Americans paid a whopping $47,612 on average for a new car in October, according to data from Edmunds. That’s a jump of almost $10,000 from October 2019, ahead of the pandemic. That means new car prices have risen much faster than most goods and services.
The price jump has multiple origin stories: The pandemic snarled supply chains and limited essential car parts. Buyers increasingly prefer larger cars with more features, continuing the decades-long shift to bigger, more expensive SUVs and trucks.
But much of the reason Americans are paying nearly $50k for a car is that automakers decided to go all-in on expensive cars. The more they charge for a car, the more money they make off it.
“You’d be hard pressed to find anything under $30,000 from an American automaker,” said Ivan Drury, director of insights at Edmunds. “They’re hacking away at models altogether, and basic trim levels, which are no longer the bulk of the business. They’re raising the floor prices.”
Today’s cars come with all manner of driver assist features, including automatic braking, adaptive cruise control and blind spot warning systems.
“People didn’t know they wanted them (these features) until they had them,” said Charlie Chesbrough, economist and senior director of industry insights at Cox Automotive. “It’s a mix of what consumers want, and what industry is moving to. The market is abandoning the below-$35,000 price point.”
There are also more electric vehicles, as well as growing demand for hybrids, both of which are more expensive than traditional gas-only cars.
The cheaper cars remaining are generally from foreign brands. The average price of a Nissan sold in the United States in the third quarter stood at $35,362, and that includes sales of its luxury Infiniti brand.
The traditional Big Three of General Motors, Ford and Stellantis, which sells under the Jeep, Ram, Dodge and Chrysler brands, have virtually abandoned the sedan market to focus almost entirely on SUVs and pickups.
Ford sells only one traditional “car” these days, the Mustang, a two-door coupe rather than a family sedan. The last non-SUV or pickup Chevrolet will roll off the line this month.
The exclusion of almost everything that isn’t a big, high-riding crossover or SUV has already raised the average sales price to $50,922 at GM, $54,963 at Stellantis and $55,632 at Ford.

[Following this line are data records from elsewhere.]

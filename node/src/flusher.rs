// Copyright (c) 2025 Varshith Gudur. Licensed under AGPLv3.
use std::sync::Arc;
use std::time::Duration;

use tokio::task::JoinHandle;
use tokio::time::MissedTickBehavior;
use tokio_util::sync::CancellationToken;

use crate::events::EventStore;

/// Flushes the store every `interval`, and once more when `shutdown` fires.
///
/// Failures are already logged and reflected in the store's persistence
/// status; the task keeps going.
pub fn spawn_flusher(store: Arc<EventStore>, interval: Duration, shutdown: CancellationToken) -> JoinHandle<()> {
    tokio::spawn(async move {
        let mut ticker = tokio::time::interval(interval);
        ticker.set_missed_tick_behavior(MissedTickBehavior::Delay);
        loop {
            tokio::select! {
                _ = shutdown.cancelled() => break,
                _ = ticker.tick() => {
                    let _ = flush(&store).await;
                }
            }
        }

        match flush(&store).await {
            Some(Ok(n)) => tracing::info!("Final flush wrote {} log records", n),
            Some(Err(_)) => tracing::error!("Final flush failed; unsaved events will be lost on exit"),
            None => {}
        }
    })
}

async fn flush(store: &Arc<EventStore>) -> Option<Result<usize, crate::errors::StoreError>> {
    let store = Arc::clone(store);
    match tokio::task::spawn_blocking(move || store.flush_to_disk()).await {
        Ok(result) => Some(result),
        Err(e) => {
            tracing::error!("Flush task panicked: {}", e);
            None
        }
    }
}
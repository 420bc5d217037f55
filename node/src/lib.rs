// Copyright (c) 2025 Varshith Gudur. Licensed under AGPLv3.
pub mod config;
pub mod errors;
pub mod telemetry;
pub mod events;
pub mod table;
pub mod network;
pub mod sync;
pub mod flusher;
pub mod api;
pub mod server;
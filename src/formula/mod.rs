// Copyright (c) 2025 Varshith Gudur. Licensed under AGPLv3.
//! Resource Formula Engine.
//!
//! Pure functions over [`crate::config::ResourceConfig`]. No state, no clocks:
//! callers pass `now` in.

pub mod soil;
pub mod reset;
pub mod progress;

pub use progress::progress;
pub use reset::{
    daily_boundary, next_daily_reset, next_weekly_reset, should_reset_daily, should_reset_weekly,
    weekly_boundary,
};
pub use soil::{capacity_reward, diminishing_factor, result_multiplier, soil_cost, uproot_refund};
// Copyright (c) 2025 Varshith Gudur. Licensed under AGPLv3.
//! One step of the derivation fold.
//!
//! `apply_event` never fails: an event that cannot act on the current state is
//! reported as ignored and leaves every field untouched.

use chrono::{DateTime, Utc};

use crate::config::ResourceConfig;
use crate::error::{KernelError, KernelResult};
use crate::event::{EventPayload, TrunkEvent};
use crate::state::derived::{DerivedLeaf, DerivedSprout, DerivedState, SoilSnapshot, SunEntry, WaterEntry};
use crate::types::{LeafId, SproutId, SproutState};

/// Tolerance for accumulated float error in invariant checks.
const EPSILON: f64 = 1e-9;

#[derive(Clone, Debug, PartialEq, Eq)]
pub enum ApplyOutcome {
    Applied,
    Ignored(IgnoreReason),
}

#[derive(Clone, Debug, PartialEq, Eq)]
pub enum IgnoreReason {
    DuplicateSprout(SproutId),
    DuplicateLeaf(LeafId),
    UnknownSprout(SproutId),
    /// Harvest or uproot aimed at a sprout that already left `active`.
    NotActive(SproutId, SproutState),
}

impl DerivedState {
    fn credit(&mut self, amount: f64) {
        self.soil_available = (self.soil_available + amount).min(self.soil_capacity);
    }

    fn debit(&mut self, amount: f64) {
        self.soil_available = (self.soil_available - amount).max(0.0);
    }

    fn record_soil(&mut self, timestamp: DateTime<Utc>) {
        self.soil_history.push(SoilSnapshot {
            timestamp,
            capacity: self.soil_capacity,
            available: self.soil_available,
        });
    }

    /// Folds one event into the state. Indexes are not touched; rebuild them
    /// once the fold is finished.
    pub fn apply_event(&mut self, event: &TrunkEvent, cfg: &ResourceConfig) -> ApplyOutcome {
        let ts = event.timestamp;
        let outcome = match &event.payload {
            EventPayload::SproutPlanted(p) => {
                if self.sprouts.contains_key(&p.sprout_id) {
                    return ApplyOutcome::Ignored(IgnoreReason::DuplicateSprout(p.sprout_id.clone()));
                }
                self.debit(p.soil_cost);
                self.sprouts.insert(
                    p.sprout_id.clone(),
                    DerivedSprout {
                        id: p.sprout_id.clone(),
                        twig_id: p.twig_id.clone(),
                        title: p.title.clone(),
                        season: p.season,
                        environment: p.environment,
                        soil_cost: p.soil_cost,
                        state: SproutState::Active,
                        planted_at: ts,
                        leaf_id: p.leaf_id.clone(),
                        bloom_wither: p.bloom_wither.clone(),
                        bloom_budding: p.bloom_budding.clone(),
                        bloom_flourish: p.bloom_flourish.clone(),
                        result: None,
                        reflection: None,
                        harvested_at: None,
                        uprooted_at: None,
                        water_entries: Vec::new(),
                    },
                );
                ApplyOutcome::Applied
            }
            EventPayload::SproutWatered(p) => {
                // Dangling references still recover soil.
                if let Some(sprout) = self.sprouts.get_mut(&p.sprout_id) {
                    sprout.water_entries.push(WaterEntry {
                        timestamp: ts,
                        content: p.content.clone(),
                        prompt: p.prompt.clone(),
                    });
                }
                self.credit(cfg.water_recovery);
                ApplyOutcome::Applied
            }
            EventPayload::SproutHarvested(p) => {
                let Some(sprout) = self.sprouts.get_mut(&p.sprout_id) else {
                    return ApplyOutcome::Ignored(IgnoreReason::UnknownSprout(p.sprout_id.clone()));
                };
                if sprout.state != SproutState::Active {
                    return ApplyOutcome::Ignored(IgnoreReason::NotActive(p.sprout_id.clone(), sprout.state));
                }
                sprout.state = SproutState::Completed;
                sprout.result = Some(p.result);
                sprout.reflection = p.reflection.clone();
                sprout.harvested_at = Some(ts);
                let returned = sprout.soil_cost;

                self.soil_capacity += p.capacity_gained;
                self.credit(returned);
                ApplyOutcome::Applied
            }
            EventPayload::SproutUprooted(p) => {
                let Some(sprout) = self.sprouts.get_mut(&p.sprout_id) else {
                    return ApplyOutcome::Ignored(IgnoreReason::UnknownSprout(p.sprout_id.clone()));
                };
                if sprout.state != SproutState::Active {
                    return ApplyOutcome::Ignored(IgnoreReason::NotActive(p.sprout_id.clone(), sprout.state));
                }
                sprout.state = SproutState::Uprooted;
                sprout.uprooted_at = Some(ts);
                self.credit(p.soil_returned);
                ApplyOutcome::Applied
            }
            EventPayload::SunShone(p) => {
                self.sun_entries.push(SunEntry {
                    timestamp: ts,
                    twig_id: p.twig_id.clone(),
                    twig_label: p.twig_label.clone(),
                    content: p.content.clone(),
                    prompt: p.prompt.clone(),
                });
                self.credit(cfg.sun_recovery);
                ApplyOutcome::Applied
            }
            EventPayload::LeafCreated(p) => {
                if self.leaves.contains_key(&p.leaf_id) {
                    return ApplyOutcome::Ignored(IgnoreReason::DuplicateLeaf(p.leaf_id.clone()));
                }
                self.leaves.insert(
                    p.leaf_id.clone(),
                    DerivedLeaf {
                        id: p.leaf_id.clone(),
                        twig_id: p.twig_id.clone(),
                        name: p.name.clone(),
                        created_at: ts,
                    },
                );
                ApplyOutcome::Applied
            }
            EventPayload::SproutEdited(p) => {
                let Some(sprout) = self.sprouts.get_mut(&p.sprout_id) else {
                    return ApplyOutcome::Ignored(IgnoreReason::UnknownSprout(p.sprout_id.clone()));
                };
                if let Some(title) = &p.title {
                    sprout.title = title.clone();
                }
                if let Some(v) = &p.bloom_wither {
                    sprout.bloom_wither = Some(v.clone());
                }
                if let Some(v) = &p.bloom_budding {
                    sprout.bloom_budding = Some(v.clone());
                }
                if let Some(v) = &p.bloom_flourish {
                    sprout.bloom_flourish = Some(v.clone());
                }
                if let Some(leaf) = &p.leaf_id {
                    sprout.leaf_id = Some(leaf.clone());
                }
                ApplyOutcome::Applied
            }
        };

        if event.kind().affects_soil() {
            self.record_soil(ts);
        }
        outcome
    }

    /// Soil bounds only; holds after every step of the fold.
    pub fn check_soil_invariants(&self) -> KernelResult<()> {
        if !self.soil_capacity.is_finite() || !self.soil_available.is_finite() {
            return Err(KernelError::InvariantViolation("soil figures must be finite".into()));
        }
        if self.soil_available < -EPSILON {
            return Err(KernelError::InvariantViolation(format!(
                "soilAvailable {} below zero",
                self.soil_available
            )));
        }
        if self.soil_available > self.soil_capacity + EPSILON {
            return Err(KernelError::InvariantViolation(format!(
                "soilAvailable {} exceeds soilCapacity {}",
                self.soil_available, self.soil_capacity
            )));
        }

        for pair in self.soil_history.windows(2) {
            if pair[1].capacity + EPSILON < pair[0].capacity {
                return Err(KernelError::InvariantViolation(format!(
                    "soilCapacity decreased from {} to {}",
                    pair[0].capacity, pair[1].capacity
                )));
            }
        }
        Ok(())
    }

    /// Soil bounds, sprout lifecycle fields, and index agreement. Only
    /// meaningful once indexes have been rebuilt.
    pub fn check_invariants(&self) -> KernelResult<()> {
        self.check_soil_invariants()?;

        for (id, sprout) in &self.sprouts {
            if id != &sprout.id {
                return Err(KernelError::InvariantViolation(format!("sprout keyed {id} carries id {}", sprout.id)));
            }
            match sprout.state {
                SproutState::Completed if sprout.harvested_at.is_none() => {
                    return Err(KernelError::InvariantViolation(format!("completed sprout {id} has no harvestedAt")));
                }
                SproutState::Uprooted if sprout.uprooted_at.is_none() => {
                    return Err(KernelError::InvariantViolation(format!("uprooted sprout {id} has no uprootedAt")));
                }
                _ => {}
            }
        }

        let indexed: usize = self.indexes.sprouts_by_twig.values().map(Vec::len).sum();
        if indexed != self.sprouts.len() {
            return Err(KernelError::InvariantViolation(format!(
                "twig index holds {indexed} sprouts, map holds {}",
                self.sprouts.len()
            )));
        }
        for ids in self.indexes.active_sprouts_by_twig.values() {
            for id in ids {
                if !self.sprouts.get(id).is_some_and(|s| s.is_active()) {
                    return Err(KernelError::InvariantViolation(format!("active index lists inactive sprout {id}")));
                }
            }
        }

        Ok(())
    }
}

#[cfg(test)]
mod tests {
    use super::*;
    use crate::event::{SproutHarvested, SproutPlanted, SproutUprooted, SproutWatered};
    use crate::time::parse_timestamp;
    use crate::types::{Environment, Season};

    fn at(s: &str) -> DateTime<Utc> {
        parse_timestamp(s).unwrap()
    }

    fn plant(id: &str, cost: f64) -> TrunkEvent {
        TrunkEvent::new(
            EventPayload::SproutPlanted(SproutPlanted {
                sprout_id: id.into(),
                twig_id: "branch-0-twig-0".into(),
                title: "t".into(),
                season: Season::TwoWeeks,
                environment: Environment::Firm,
                soil_cost: cost,
                leaf_id: None,
                bloom_wither: None,
                bloom_budding: None,
                bloom_flourish: None,
            }),
            at("2025-01-01T10:00:00.000Z"),
        )
    }

    #[test]
    fn test_plant_deducts_and_clamps_at_zero() {
        let cfg = ResourceConfig::default();
        let mut state = DerivedState::new(&cfg);
        state.apply_event(&plant("a", 8.0), &cfg);
        assert_eq!(state.soil_available, 2.0);
        state.apply_event(&plant("b", 8.0), &cfg);
        assert_eq!(state.soil_available, 0.0);
        assert_eq!(state.soil_history.len(), 2);
    }

    #[test]
    fn test_second_plant_with_same_id_ignored() {
        let cfg = ResourceConfig::default();
        let mut state = DerivedState::new(&cfg);
        state.apply_event(&plant("a", 3.0), &cfg);
        let outcome = state.apply_event(&plant("a", 3.0), &cfg);
        assert_eq!(outcome, ApplyOutcome::Ignored(IgnoreReason::DuplicateSprout("a".into())));
        assert_eq!(state.soil_available, 7.0);
    }

    #[test]
    fn test_harvest_returns_cost_clamped_to_new_capacity() {
        let cfg = ResourceConfig::default();
        let mut state = DerivedState::new(&cfg);
        state.apply_event(&plant("a", 3.0), &cfg);
        let harvest = TrunkEvent::new(
            EventPayload::SproutHarvested(SproutHarvested {
                sprout_id: "a".into(),
                result: 5,
                capacity_gained: 0.5,
                reflection: None,
            }),
            at("2025-01-15T10:00:00.000Z"),
        );
        assert_eq!(state.apply_event(&harvest, &cfg), ApplyOutcome::Applied);
        assert_eq!(state.soil_capacity, 10.5);
        assert_eq!(state.soil_available, 10.0);
        assert_eq!(state.sprouts[&SproutId::from("a")].state, SproutState::Completed);

        // Terminal now: neither a second harvest nor an uproot moves soil.
        let before = (state.soil_capacity, state.soil_available);
        assert!(matches!(state.apply_event(&harvest, &cfg), ApplyOutcome::Ignored(_)));
        let uproot = TrunkEvent::new(
            EventPayload::SproutUprooted(SproutUprooted { sprout_id: "a".into(), soil_returned: 1.0 }),
            at("2025-01-16T10:00:00.000Z"),
        );
        assert!(matches!(state.apply_event(&uproot, &cfg), ApplyOutcome::Ignored(_)));
        assert_eq!((state.soil_capacity, state.soil_available), before);
    }

    #[test]
    fn test_watering_unknown_sprout_recovers_soil_only() {
        let cfg = ResourceConfig::default();
        let mut state = DerivedState::new(&cfg);
        state.apply_event(&plant("a", 5.0), &cfg);
        let water = TrunkEvent::new(
            EventPayload::SproutWatered(SproutWatered {
                sprout_id: "ghost".into(),
                content: "ran".into(),
                prompt: None,
            }),
            at("2025-01-02T10:00:00.000Z"),
        );
        state.apply_event(&water, &cfg);
        assert!((state.soil_available - 5.05).abs() < 1e-12);
        assert!(state.sprouts.values().all(|s| s.water_entries.is_empty()));
    }

    #[test]
    fn test_invariants_catch_overfull_soil() {
        let cfg = ResourceConfig::default();
        let mut state = DerivedState::new(&cfg);
        assert!(state.check_invariants().is_ok());
        state.soil_available = 11.0;
        assert!(state.check_invariants().is_err());
    }
}
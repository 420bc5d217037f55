// Copyright (c) 2025 Varshith Gudur. Licensed under AGPLv3.
//! Calendar boundaries for the water (daily) and sun (weekly) allowances.
//!
//! Boundaries are computed in the time zone of `now`: the reset hour is a
//! local wall-clock hour. A reset is due when the last reset happened before
//! the most recent boundary.

use chrono::{DateTime, Datelike, Duration, NaiveDate, NaiveTime, TimeZone, Utc, Weekday};

fn reset_time(hour: u32) -> NaiveTime {
    NaiveTime::from_hms_opt(hour.min(23), 0, 0).unwrap_or(NaiveTime::MIN)
}

/// `date` at `hour:00:00` local. When a DST jump skips the hour the boundary
/// moves to the first instant after the gap; when the hour repeats, the
/// earlier occurrence wins.
fn local_at<Tz: TimeZone>(tz: &Tz, date: NaiveDate, hour: u32) -> DateTime<Tz> {
    let naive = date.and_time(reset_time(hour));
    tz.from_local_datetime(&naive)
        .earliest()
        .or_else(|| tz.from_local_datetime(&(naive + Duration::hours(1))).earliest())
        .unwrap_or_else(|| tz.from_utc_datetime(&naive))
}

/// The most recent `reset_hour:00` at or before `now`. Before today's reset
/// hour that is yesterday's.
pub fn daily_boundary<Tz: TimeZone>(now: &DateTime<Tz>, reset_hour: u32) -> DateTime<Tz> {
    let tz = now.timezone();
    let today = now.date_naive();
    let candidate = local_at(&tz, today, reset_hour);
    if *now >= candidate {
        candidate
    } else {
        let yesterday = today.pred_opt().unwrap_or(today);
        local_at(&tz, yesterday, reset_hour)
    }
}

/// The most recent `reset_hour:00` on `week_start` at or before `now`.
pub fn weekly_boundary<Tz: TimeZone>(now: &DateTime<Tz>, reset_hour: u32, week_start: Weekday) -> DateTime<Tz> {
    let day = daily_boundary(now, reset_hour).date_naive();
    let back = (day.weekday().num_days_from_monday() + 7 - week_start.num_days_from_monday()) % 7;
    local_at(&now.timezone(), day - Duration::days(i64::from(back)), reset_hour)
}

pub fn should_reset_daily<Tz: TimeZone>(last_reset: &DateTime<Utc>, now: &DateTime<Tz>, reset_hour: u32) -> bool {
    *last_reset < daily_boundary(now, reset_hour).with_timezone(&Utc)
}

pub fn should_reset_weekly<Tz: TimeZone>(
    last_reset: &DateTime<Utc>,
    now: &DateTime<Tz>,
    reset_hour: u32,
    week_start: Weekday,
) -> bool {
    *last_reset < weekly_boundary(now, reset_hour, week_start).with_timezone(&Utc)
}

pub fn next_daily_reset<Tz: TimeZone>(now: &DateTime<Tz>, reset_hour: u32) -> DateTime<Tz> {
    let day = daily_boundary(now, reset_hour).date_naive();
    local_at(&now.timezone(), day + Duration::days(1), reset_hour)
}

pub fn next_weekly_reset<Tz: TimeZone>(now: &DateTime<Tz>, reset_hour: u32, week_start: Weekday) -> DateTime<Tz> {
    let day = weekly_boundary(now, reset_hour, week_start).date_naive();
    local_at(&now.timezone(), day + Duration::days(7), reset_hour)
}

While average prices are down $142 from a year ago, they could be heading higher soon.
That’s because high interest rates have kept prices in check the past couple years, Drury said. With the Federal Reserve hiking interest rates to a two-decade high to battle inflation, buyers had to spend more on their car loan payments. Now that rates are coming down, that frees up cash to spend on pricey features instead.
The average rate on a new car loan – 7% in October – is well above what it was early in the pandemic. The combination of higher interest rates and higher car prices, along with the biggest average loans ever taken out to buy them, lifted the average monthly car payment to $742 in October.
“The only thing that stopped it from getting any higher is interest rates,” Drury said.
“If money was a bit cheaper, we’d be hitting $50,000 probably around now,” he said. “If they can buy more car rather than spending more on financing, they’re going to do it.”
And prices could head even higher if President-elect Donald Trump follows through on threats to impose steep tariffs on imports, especially in the the auto sector.
Details remain scarce, but even if tariffs are limited to finished cars, it could raise prices for cars built at US factories by reducing competition from lower-priced foreign models, said Jeff Schuster, global vice president of automotive research at consultant GlobalData.
In addition, many of the less expensive models available in US showrooms are imported here, from factories overseas or in Mexico.
And it is possible the tariffs could also be slapped on auto parts. And that would make every car built in America more expensive, because no vehicle is made with 100% American parts.
“Those costs will be passed onto car buyers. They’re not going to be absorbed by the automakers or suppliers,” he said.